» **Action item**: Say how many lines in the following data hold the word "owner". Write nothing but that number.

:: Provided records ::

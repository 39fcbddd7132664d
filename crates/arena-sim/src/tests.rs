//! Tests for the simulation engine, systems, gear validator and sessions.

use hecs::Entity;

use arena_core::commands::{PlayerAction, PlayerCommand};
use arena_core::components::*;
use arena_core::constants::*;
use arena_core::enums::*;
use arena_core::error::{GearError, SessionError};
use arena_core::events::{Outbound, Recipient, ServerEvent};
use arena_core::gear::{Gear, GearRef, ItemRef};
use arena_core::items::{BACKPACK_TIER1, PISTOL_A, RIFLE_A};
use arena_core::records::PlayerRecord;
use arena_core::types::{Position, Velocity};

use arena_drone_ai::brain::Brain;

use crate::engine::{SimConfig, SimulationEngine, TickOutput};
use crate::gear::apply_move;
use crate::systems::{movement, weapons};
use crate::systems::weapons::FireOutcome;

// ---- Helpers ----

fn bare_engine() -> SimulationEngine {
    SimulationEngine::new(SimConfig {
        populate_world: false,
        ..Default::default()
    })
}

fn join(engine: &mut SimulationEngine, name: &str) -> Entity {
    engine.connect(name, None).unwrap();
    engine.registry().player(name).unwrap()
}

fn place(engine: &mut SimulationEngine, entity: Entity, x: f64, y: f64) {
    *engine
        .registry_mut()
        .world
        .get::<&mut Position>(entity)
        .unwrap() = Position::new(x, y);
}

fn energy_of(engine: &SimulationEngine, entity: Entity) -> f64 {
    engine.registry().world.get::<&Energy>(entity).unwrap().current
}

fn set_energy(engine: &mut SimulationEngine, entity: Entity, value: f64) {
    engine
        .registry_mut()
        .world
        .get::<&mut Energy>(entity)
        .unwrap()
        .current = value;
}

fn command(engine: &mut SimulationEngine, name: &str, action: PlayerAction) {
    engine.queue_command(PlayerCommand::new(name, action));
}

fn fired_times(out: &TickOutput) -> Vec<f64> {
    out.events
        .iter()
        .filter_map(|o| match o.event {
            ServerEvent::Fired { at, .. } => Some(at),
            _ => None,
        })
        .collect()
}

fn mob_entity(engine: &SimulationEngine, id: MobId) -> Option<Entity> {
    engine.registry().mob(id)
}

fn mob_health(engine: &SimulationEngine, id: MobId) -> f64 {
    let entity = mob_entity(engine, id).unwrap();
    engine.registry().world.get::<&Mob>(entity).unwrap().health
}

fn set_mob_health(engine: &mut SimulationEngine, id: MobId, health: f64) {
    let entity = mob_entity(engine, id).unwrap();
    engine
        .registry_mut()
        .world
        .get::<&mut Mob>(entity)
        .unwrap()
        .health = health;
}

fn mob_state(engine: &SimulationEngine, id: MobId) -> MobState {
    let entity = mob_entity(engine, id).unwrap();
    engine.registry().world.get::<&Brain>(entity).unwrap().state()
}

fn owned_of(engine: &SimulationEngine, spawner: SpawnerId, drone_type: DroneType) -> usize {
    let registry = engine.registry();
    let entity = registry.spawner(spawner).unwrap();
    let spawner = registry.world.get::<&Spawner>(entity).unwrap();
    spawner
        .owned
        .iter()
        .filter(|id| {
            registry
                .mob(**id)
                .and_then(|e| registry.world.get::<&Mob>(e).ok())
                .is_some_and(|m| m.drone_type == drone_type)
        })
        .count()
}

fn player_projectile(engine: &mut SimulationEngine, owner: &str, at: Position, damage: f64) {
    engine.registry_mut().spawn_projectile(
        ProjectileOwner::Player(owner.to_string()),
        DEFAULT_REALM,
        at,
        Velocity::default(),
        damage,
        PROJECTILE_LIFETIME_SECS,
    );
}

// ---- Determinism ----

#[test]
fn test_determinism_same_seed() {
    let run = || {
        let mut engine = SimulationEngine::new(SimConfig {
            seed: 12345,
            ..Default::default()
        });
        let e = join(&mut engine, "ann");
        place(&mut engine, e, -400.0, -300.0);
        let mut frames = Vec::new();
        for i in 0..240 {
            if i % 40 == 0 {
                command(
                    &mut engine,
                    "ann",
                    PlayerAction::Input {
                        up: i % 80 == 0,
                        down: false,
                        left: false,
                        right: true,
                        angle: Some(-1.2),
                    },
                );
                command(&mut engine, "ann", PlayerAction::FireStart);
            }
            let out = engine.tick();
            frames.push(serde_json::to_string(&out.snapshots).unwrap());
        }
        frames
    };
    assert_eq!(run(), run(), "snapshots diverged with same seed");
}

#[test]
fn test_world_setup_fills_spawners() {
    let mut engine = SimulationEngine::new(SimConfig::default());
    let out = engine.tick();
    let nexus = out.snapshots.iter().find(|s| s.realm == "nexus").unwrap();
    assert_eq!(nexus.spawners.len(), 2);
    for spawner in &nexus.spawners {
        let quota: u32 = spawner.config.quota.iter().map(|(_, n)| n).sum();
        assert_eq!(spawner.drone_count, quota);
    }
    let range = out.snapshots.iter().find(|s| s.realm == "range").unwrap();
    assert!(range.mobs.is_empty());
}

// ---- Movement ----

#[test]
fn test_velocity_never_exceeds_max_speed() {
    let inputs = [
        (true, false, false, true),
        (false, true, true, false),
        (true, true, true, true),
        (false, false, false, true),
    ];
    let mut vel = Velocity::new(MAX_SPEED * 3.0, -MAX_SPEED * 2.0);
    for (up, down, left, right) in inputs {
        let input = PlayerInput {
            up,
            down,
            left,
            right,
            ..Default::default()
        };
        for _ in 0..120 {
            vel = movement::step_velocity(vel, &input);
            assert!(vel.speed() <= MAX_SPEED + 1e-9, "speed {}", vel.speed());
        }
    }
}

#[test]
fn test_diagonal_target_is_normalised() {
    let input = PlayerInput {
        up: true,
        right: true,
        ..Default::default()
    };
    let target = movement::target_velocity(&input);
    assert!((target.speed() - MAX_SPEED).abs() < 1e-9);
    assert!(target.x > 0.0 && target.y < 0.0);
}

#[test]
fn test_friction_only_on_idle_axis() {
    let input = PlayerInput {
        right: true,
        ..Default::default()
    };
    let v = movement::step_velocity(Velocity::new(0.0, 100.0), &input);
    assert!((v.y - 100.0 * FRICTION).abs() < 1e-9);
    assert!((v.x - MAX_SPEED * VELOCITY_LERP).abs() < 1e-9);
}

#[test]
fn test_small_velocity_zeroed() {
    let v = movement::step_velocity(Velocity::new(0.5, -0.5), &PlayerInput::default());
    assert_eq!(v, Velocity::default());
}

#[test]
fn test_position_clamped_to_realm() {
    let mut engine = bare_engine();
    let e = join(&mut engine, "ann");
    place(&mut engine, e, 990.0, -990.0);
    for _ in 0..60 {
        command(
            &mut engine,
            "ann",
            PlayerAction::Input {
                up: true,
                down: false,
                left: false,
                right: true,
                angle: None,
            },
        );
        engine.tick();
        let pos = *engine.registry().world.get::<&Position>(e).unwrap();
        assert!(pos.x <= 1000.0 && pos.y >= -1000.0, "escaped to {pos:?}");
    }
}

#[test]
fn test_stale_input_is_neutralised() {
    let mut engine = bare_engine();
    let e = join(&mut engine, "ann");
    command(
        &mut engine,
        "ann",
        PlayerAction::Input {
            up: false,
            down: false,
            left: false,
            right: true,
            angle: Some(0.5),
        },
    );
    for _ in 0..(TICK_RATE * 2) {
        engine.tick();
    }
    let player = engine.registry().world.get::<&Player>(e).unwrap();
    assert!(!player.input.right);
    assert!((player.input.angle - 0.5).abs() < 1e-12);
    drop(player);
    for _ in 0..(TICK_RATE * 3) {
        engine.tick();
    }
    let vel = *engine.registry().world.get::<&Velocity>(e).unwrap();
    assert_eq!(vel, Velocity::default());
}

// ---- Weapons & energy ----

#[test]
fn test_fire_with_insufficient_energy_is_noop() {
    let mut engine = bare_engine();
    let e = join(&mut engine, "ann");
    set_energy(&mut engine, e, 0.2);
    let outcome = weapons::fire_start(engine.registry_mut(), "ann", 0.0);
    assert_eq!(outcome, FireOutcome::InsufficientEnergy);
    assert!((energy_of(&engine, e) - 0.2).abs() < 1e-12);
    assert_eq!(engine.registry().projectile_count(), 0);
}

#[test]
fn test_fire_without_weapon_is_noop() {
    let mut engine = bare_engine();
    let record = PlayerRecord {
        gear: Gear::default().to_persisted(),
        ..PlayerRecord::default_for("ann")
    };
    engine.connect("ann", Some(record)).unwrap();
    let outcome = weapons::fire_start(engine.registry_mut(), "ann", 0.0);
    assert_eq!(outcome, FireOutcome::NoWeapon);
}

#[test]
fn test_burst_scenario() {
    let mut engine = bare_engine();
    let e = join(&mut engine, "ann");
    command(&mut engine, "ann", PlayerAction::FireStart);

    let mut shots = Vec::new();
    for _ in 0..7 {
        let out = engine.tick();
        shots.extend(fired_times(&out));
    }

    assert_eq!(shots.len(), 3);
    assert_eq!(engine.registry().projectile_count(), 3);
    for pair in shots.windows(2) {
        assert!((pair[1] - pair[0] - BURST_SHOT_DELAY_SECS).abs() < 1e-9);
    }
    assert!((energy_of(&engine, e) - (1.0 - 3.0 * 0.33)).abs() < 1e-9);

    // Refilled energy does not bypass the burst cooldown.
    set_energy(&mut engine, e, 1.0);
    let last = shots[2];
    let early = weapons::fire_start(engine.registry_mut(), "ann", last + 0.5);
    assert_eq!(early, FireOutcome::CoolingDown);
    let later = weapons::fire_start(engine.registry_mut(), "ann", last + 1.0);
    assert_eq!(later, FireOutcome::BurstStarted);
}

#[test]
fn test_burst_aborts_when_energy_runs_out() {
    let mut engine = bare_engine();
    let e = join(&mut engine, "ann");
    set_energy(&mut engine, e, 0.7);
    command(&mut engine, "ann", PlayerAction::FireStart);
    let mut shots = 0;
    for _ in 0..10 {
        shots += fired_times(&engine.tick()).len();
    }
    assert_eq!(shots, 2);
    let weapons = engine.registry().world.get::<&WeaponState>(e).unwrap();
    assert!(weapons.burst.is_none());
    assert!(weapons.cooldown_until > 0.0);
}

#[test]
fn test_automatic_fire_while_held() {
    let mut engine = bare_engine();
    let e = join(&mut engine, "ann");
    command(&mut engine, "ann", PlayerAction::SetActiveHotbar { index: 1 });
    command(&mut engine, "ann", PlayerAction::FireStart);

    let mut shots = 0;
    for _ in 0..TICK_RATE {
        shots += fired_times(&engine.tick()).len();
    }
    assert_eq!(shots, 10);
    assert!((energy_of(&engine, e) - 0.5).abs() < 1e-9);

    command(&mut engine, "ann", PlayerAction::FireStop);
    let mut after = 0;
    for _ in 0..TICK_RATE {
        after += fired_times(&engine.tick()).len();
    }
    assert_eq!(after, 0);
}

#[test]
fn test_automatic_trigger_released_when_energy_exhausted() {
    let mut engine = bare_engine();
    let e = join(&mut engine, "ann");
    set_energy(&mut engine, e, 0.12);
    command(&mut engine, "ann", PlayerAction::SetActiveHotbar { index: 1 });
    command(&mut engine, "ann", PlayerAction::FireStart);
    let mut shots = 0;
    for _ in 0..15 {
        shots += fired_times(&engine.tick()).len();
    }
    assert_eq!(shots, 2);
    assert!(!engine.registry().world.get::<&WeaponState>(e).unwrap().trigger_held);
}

:::

» **The completed task**: 2